The actual idea of using a spray against coronavirus is not new and is regarded as promising in the scientific community. British, Swiss and Chinese researchers are currently working on nasal sprays for protection against coronavirus and treatments for it. But there are currently no officially approved sprays on the market that have been specially developed for fighting Covid-19. And this is not surprising, according to Russian experts.
“It is a very attractive method of administering a treatment, because it is completely non-traumatizing and very convenient and it would appear capable of being immediately delivered to the respiratory tract. But, the trouble is that further into the respiratory tract it encounters a multitude of barriers and these barriers function particularly effectively when the infection is at an acute phase.
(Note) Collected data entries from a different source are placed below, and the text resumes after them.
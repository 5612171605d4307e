// SPDX-License-Identifier: MIT OR Apache-2.0

//! Person (contact) repository. Every statement here runs inside a
//! transaction already scoped by [`super::Database::with_tenant_conn`] — the
//! `owner_user_id` bind on writes is the second line of defense the RLS
//! policy itself is the first.

use chrono::{DateTime, Utc};
use serde_json::Value;
use sqlx::{Postgres, Row, Transaction};
use uuid::Uuid;

use crate::errors::{AppError, AppResult};
use sentinel_core::TenantId;

/// A contact, or (when `is_core_user` is set) the tenant's own profile row.
#[derive(Debug, Clone)]
pub struct Person {
    /// Unique id.
    pub id: Uuid,
    /// Owning tenant.
    pub owner_user_id: TenantId,
    pub first_name: Option<String>,
    pub last_name: Option<String>,
    pub name: String,
    pub aliases: Vec<String>,
    /// True on exactly one row per tenant: the tenant's own profile.
    pub is_core_user: bool,
    pub work_email: Option<String>,
    pub personal_email: Option<String>,
    pub work_cell: Option<String>,
    pub personal_cell: Option<String>,
    pub company: Option<String>,
    pub latest_title: Option<String>,
    /// Free-form interests, kept as JSON (spec §3).
    pub interests: Value,
    pub created_at: DateTime<Utc>,
    pub updated_at: DateTime<Utc>,
}

/// Fields accepted when creating or updating a contact. All optional except
/// `name`, matching the "requires at least one contact method" rule applied
/// by the caller during entity resolution (C9), not by this repository.
#[derive(Debug, Clone, Default)]
pub struct PersonFields {
    pub first_name: Option<String>,
    pub last_name: Option<String>,
    pub name: String,
    pub aliases: Vec<String>,
    pub work_email: Option<String>,
    pub personal_email: Option<String>,
    pub work_cell: Option<String>,
    pub personal_cell: Option<String>,
    pub company: Option<String>,
    pub latest_title: Option<String>,
    pub interests: Value,
}

/// Insert a new contact row. `is_core_user` is set by [`create_core_user`]
/// only — ordinary contacts are never created with it set.
pub async fn create_person(
    tx: &mut Transaction<'_, Postgres>,
    owner_user_id: TenantId,
    fields: &PersonFields,
) -> AppResult<Person> {
    insert(tx, owner_user_id, fields, false).await
}

/// Insert the tenant's own profile row. Call exactly once per tenant, at
/// tenant creation.
pub async fn create_core_user(
    tx: &mut Transaction<'_, Postgres>,
    owner_user_id: TenantId,
    fields: &PersonFields,
) -> AppResult<Person> {
    insert(tx, owner_user_id, fields, true).await
}

async fn insert(
    tx: &mut Transaction<'_, Postgres>,
    owner_user_id: TenantId,
    fields: &PersonFields,
    is_core_user: bool,
) -> AppResult<Person> {
    let id = Uuid::new_v4();
    let row = sqlx::query(
        r"
        INSERT INTO persons (
            id, owner_user_id, first_name, last_name, name, aliases, is_core_user,
            work_email, personal_email, work_cell, personal_cell, company, latest_title,
            interests, created_at, updated_at
        )
        VALUES ($1, $2, $3, $4, $5, $6, $7, $8, $9, $10, $11, $12, $13, $14, now(), now())
        RETURNING id, owner_user_id, first_name, last_name, name, aliases, is_core_user,
                  work_email, personal_email, work_cell, personal_cell, company, latest_title,
                  interests, created_at, updated_at
        ",
    )
    .bind(id)
    .bind(owner_user_id.as_uuid())
    .bind(&fields.first_name)
    .bind(&fields.last_name)
    .bind(&fields.name)
    .bind(&fields.aliases)
    .bind(is_core_user)
    .bind(&fields.work_email)
    .bind(&fields.personal_email)
    .bind(&fields.work_cell)
    .bind(&fields.personal_cell)
    .bind(&fields.company)
    .bind(&fields.latest_title)
    .bind(&fields.interests)
    .fetch_one(&mut **tx)
    .await
    .map_err(|e| AppError::database(format!("failed to create person: {e}")))?;

    Ok(row_to_person(&row))
}

/// The tenant's own profile row.
pub async fn get_core_user(tx: &mut Transaction<'_, Postgres>) -> AppResult<Option<Person>> {
    let row = sqlx::query(&format!("{SELECT_COLUMNS} FROM persons WHERE is_core_user = true"))
        .fetch_optional(&mut **tx)
        .await
        .map_err(|e| AppError::database(format!("failed to get core user: {e}")))?;

    Ok(row.as_ref().map(row_to_person))
}

/// A single contact by id, excluding the core-user row.
pub async fn get_contact(tx: &mut Transaction<'_, Postgres>, person_id: Uuid) -> AppResult<Option<Person>> {
    let row = sqlx::query(&format!("{SELECT_COLUMNS} FROM persons WHERE id = $1 AND is_core_user = false"))
        .bind(person_id)
        .fetch_optional(&mut **tx)
        .await
        .map_err(|e| AppError::database(format!("failed to get contact: {e}")))?;

    Ok(row.as_ref().map(row_to_person))
}

/// Contacts, excluding the core-user row, paginated and name-sorted.
pub async fn list_contacts(tx: &mut Transaction<'_, Postgres>, limit: i64, offset: i64) -> AppResult<Vec<Person>> {
    let rows = sqlx::query(&format!(
        "{SELECT_COLUMNS} FROM persons WHERE is_core_user = false ORDER BY name LIMIT $1 OFFSET $2"
    ))
    .bind(limit)
    .bind(offset)
    .fetch_all(&mut **tx)
    .await
    .map_err(|e| AppError::database(format!("failed to list contacts: {e}")))?;

    Ok(rows.iter().map(row_to_person).collect())
}

/// Full-text search over the derived `search_vector` column.
pub async fn search_contacts(tx: &mut Transaction<'_, Postgres>, query: &str) -> AppResult<Vec<Person>> {
    let rows = sqlx::query(&format!(
        r"
        {SELECT_COLUMNS}, ts_rank(search_vector, plainto_tsquery('english', $1)) AS rank
        FROM persons
        WHERE search_vector @@ plainto_tsquery('english', $1) AND is_core_user = false
        ORDER BY rank DESC
        LIMIT 20
        "
    ))
    .bind(query)
    .fetch_all(&mut **tx)
    .await
    .map_err(|e| AppError::database(format!("failed to search contacts: {e}")))?;

    Ok(rows.iter().map(row_to_person).collect())
}

/// A contact whose work or personal email matches, case-insensitively
/// (entity-resolution step 2, spec §4.9).
pub async fn find_by_email(tx: &mut Transaction<'_, Postgres>, email: &str) -> AppResult<Option<Uuid>> {
    let row = sqlx::query(
        "SELECT id FROM persons WHERE is_core_user = false AND (lower(work_email) = lower($1) OR lower(personal_email) = lower($1)) LIMIT 1",
    )
    .bind(email)
    .fetch_optional(&mut **tx)
    .await
    .map_err(|e| AppError::database(format!("failed to look up contact by email: {e}")))?;

    Ok(row.map(|r| r.get("id")))
}

/// A contact whose work or personal cell matches a normalized phone number
/// (entity-resolution step 3, spec §4.9). Callers are expected to have
/// already normalized `phone` (digits only) the same way stored numbers are.
pub async fn find_by_phone(tx: &mut Transaction<'_, Postgres>, phone: &str) -> AppResult<Option<Uuid>> {
    let row = sqlx::query("SELECT id FROM persons WHERE is_core_user = false AND (work_cell = $1 OR personal_cell = $1) LIMIT 1")
        .bind(phone)
        .fetch_optional(&mut **tx)
        .await
        .map_err(|e| AppError::database(format!("failed to look up contact by phone: {e}")))?;

    Ok(row.map(|r| r.get("id")))
}

/// Overwrite the mutable fields of an existing contact.
pub async fn update_person(
    tx: &mut Transaction<'_, Postgres>,
    person_id: Uuid,
    fields: &PersonFields,
) -> AppResult<Person> {
    let row = sqlx::query(&format!(
        r"
        UPDATE persons SET
            first_name = $1, last_name = $2, name = $3, aliases = $4,
            work_email = $5, personal_email = $6, work_cell = $7, personal_cell = $8,
            company = $9, latest_title = $10, interests = $11, updated_at = now()
        WHERE id = $12
        RETURNING id, owner_user_id, first_name, last_name, name, aliases, is_core_user,
                  work_email, personal_email, work_cell, personal_cell, company, latest_title,
                  interests, created_at, updated_at
        "
    ))
    .bind(&fields.first_name)
    .bind(&fields.last_name)
    .bind(&fields.name)
    .bind(&fields.aliases)
    .bind(&fields.work_email)
    .bind(&fields.personal_email)
    .bind(&fields.work_cell)
    .bind(&fields.personal_cell)
    .bind(&fields.company)
    .bind(&fields.latest_title)
    .bind(&fields.interests)
    .bind(person_id)
    .fetch_optional(&mut **tx)
    .await
    .map_err(|e| AppError::database(format!("failed to update person: {e}")))?
    .ok_or_else(|| AppError::not_found(format!("person {person_id}")))?;

    Ok(row_to_person(&row))
}

const SELECT_COLUMNS: &str = r"
SELECT id, owner_user_id, first_name, last_name, name, aliases, is_core_user,
       work_email, personal_email, work_cell, personal_cell, company, latest_title,
       interests, created_at, updated_at";

fn row_to_person(row: &sqlx::postgres::PgRow) -> Person {
    Person {
        id: row.get("id"),
        owner_user_id: TenantId::from_uuid(row.get("owner_user_id")),
        first_name: row.get("first_name"),
        last_name: row.get("last_name"),
        name: row.get("name"),
        aliases: row.get("aliases"),
        is_core_user: row.get("is_core_user"),
        work_email: row.get("work_email"),
        personal_email: row.get("personal_email"),
        work_cell: row.get("work_cell"),
        personal_cell: row.get("personal_cell"),
        company: row.get("company"),
        latest_title: row.get("latest_title"),
        interests: row.get("interests"),
        created_at: row.get("created_at"),
        updated_at: row.get("updated_at"),
    }
}

#[cfg(test)]
mod tests {
    use super::*;
    use crate::database::Database;
    use sqlx::PgPool;

    async fn test_db() -> Option<Database> {
        let url = std::env::var("TEST_DATABASE_URL").ok()?;
        let pool = PgPool::connect(&url).await.expect("connect to test database");
        let db = Database::from_pool(pool);
        Some(db)
    }

    fn sample(name: &str) -> PersonFields {
        PersonFields {
            name: name.to_owned(),
            personal_email: Some(format!("{name}@example.com")),
            interests: serde_json::json!([]),
            ..Default::default()
        }
    }

    #[tokio::test]
    async fn core_user_row_is_excluded_from_contact_listing() {
        let Some(db) = test_db().await else { return };
        let tenant_id = TenantId::new();

        db.with_tenant_conn(tenant_id, |tx| {
            Box::pin(async move {
                create_core_user(tx, tenant_id, &sample("self")).await?;
                create_person(tx, tenant_id, &sample("alice")).await?;
                Ok(())
            })
        })
        .await
        .unwrap();

        let contacts = db
            .with_tenant_conn(tenant_id, |tx| Box::pin(async move { list_contacts(tx, 100, 0).await }))
            .await
            .unwrap();

        assert_eq!(contacts.len(), 1);
        assert_eq!(contacts[0].name, "alice");
    }

    #[tokio::test]
    async fn search_finds_contact_by_name() {
        let Some(db) = test_db().await else { return };
        let tenant_id = TenantId::new();

        db.with_tenant_conn(tenant_id, |tx| {
            Box::pin(async move { create_person(tx, tenant_id, &sample("bob builder")).await.map(|_| ()) })
        })
        .await
        .unwrap();

        let found = db
            .with_tenant_conn(tenant_id, |tx| Box::pin(async move { search_contacts(tx, "builder").await }))
            .await
            .unwrap();

        assert_eq!(found.len(), 1);
        assert_eq!(found[0].name, "bob builder");
    }

    #[tokio::test]
    async fn find_by_email_matches_case_insensitively() {
        let Some(db) = test_db().await else { return };
        let tenant_id = TenantId::new();

        let found = db
            .with_tenant_conn(tenant_id, |tx| {
                Box::pin(async move {
                    let fields = PersonFields { name: "Carol".into(), personal_email: Some("Carol@Example.com".into()), ..Default::default() };
                    create_person(tx, tenant_id, &fields).await?;
                    find_by_email(tx, "carol@example.com").await
                })
            })
            .await
            .unwrap();

        assert!(found.is_some());
    }

    #[tokio::test]
    async fn find_by_phone_ignores_core_user_row() {
        let Some(db) = test_db().await else { return };
        let tenant_id = TenantId::new();

        let found = db
            .with_tenant_conn(tenant_id, |tx| {
                Box::pin(async move {
                    let core = PersonFields { name: "Me".into(), personal_cell: Some("15551234567".into()), ..Default::default() };
                    create_core_user(tx, tenant_id, &core).await?;
                    find_by_phone(tx, "15551234567").await
                })
            })
            .await
            .unwrap();

        assert!(found.is_none());
    }
}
There are a very large number of special immune system cells there - mucus - and all this greatly hinders the medicine from getting to the cells,” says Ilya Yasny, head of scientific research at pharmaceutical venture capital fund Inbio Ventures.
MicroRNA therapy is as yet little studied and only three or four intravenously administered formulations - for treating rare diseases of the liver - have been registered throughout the world and there are no treatments for respiratory diseases with proven effectiveness at all. “MicroRNAs are very capricious and special molecules. There are a lot of intricacies involved, primarily to do with how to deliver them to the cell and how to make them sufficiently selective,” according to Yasny.
So what can be said about the effectiveness of the Russian spray?
Unfortunately, despite the confidence its developers have in its high degree of efficacy, this still needs to be proven. The issued patent says nothing about effectiveness. “Promising models are commonly patented initially and clinical trials only begin afterwards,” notes the director of the Institute for Health Economics of the Higher School of Economics, Larisa Popovich. What usually happens is that a molecule that is only subsequently intended to be used in trials is first patented, and this is normal practice, but it is not a given that the treatment will ever see the light of day.
Meanwhile, MIR-19 has so far only completed Phase I clinical trials - on hamsters. Konstantin Severinov, professor at the Skolkovo Institute of Science and Technology and at Rutgers University (U.S.), has studied the article in Allergy and believes that discussions about the existence of a treatment are, to put it mildly, premature.
“What is described in the article was done by means of some sort of modeling system, hardly different from a test tube procedure. And then it was tested - note well - on Syrian hamsters. The hamsters were infected with coronavirus and developed a slight cough as a result. And then it was demonstrated that if you give a hamster some of the spray containing this molecule to breathe in, the degree of coughing goes down. That is about all there is.”
Severinov believes that the distance still to be travelled from the current phrase to a treatment for humans is “like getting to the Moon”. “As of now, there is one of these so-called candidate molecules [this is what the FMBA has patented]. Such molecules are being developed in their hundreds in various laboratories around the world - I’m sure of that. Only a small handful pass clinical trials and an even smaller number get to become treatments. So far, this quirky molecule has only been demonstrated on hamsters.”
MIR-19 is currently being studied in Phase II clinical trials - on human Covid-19 patients.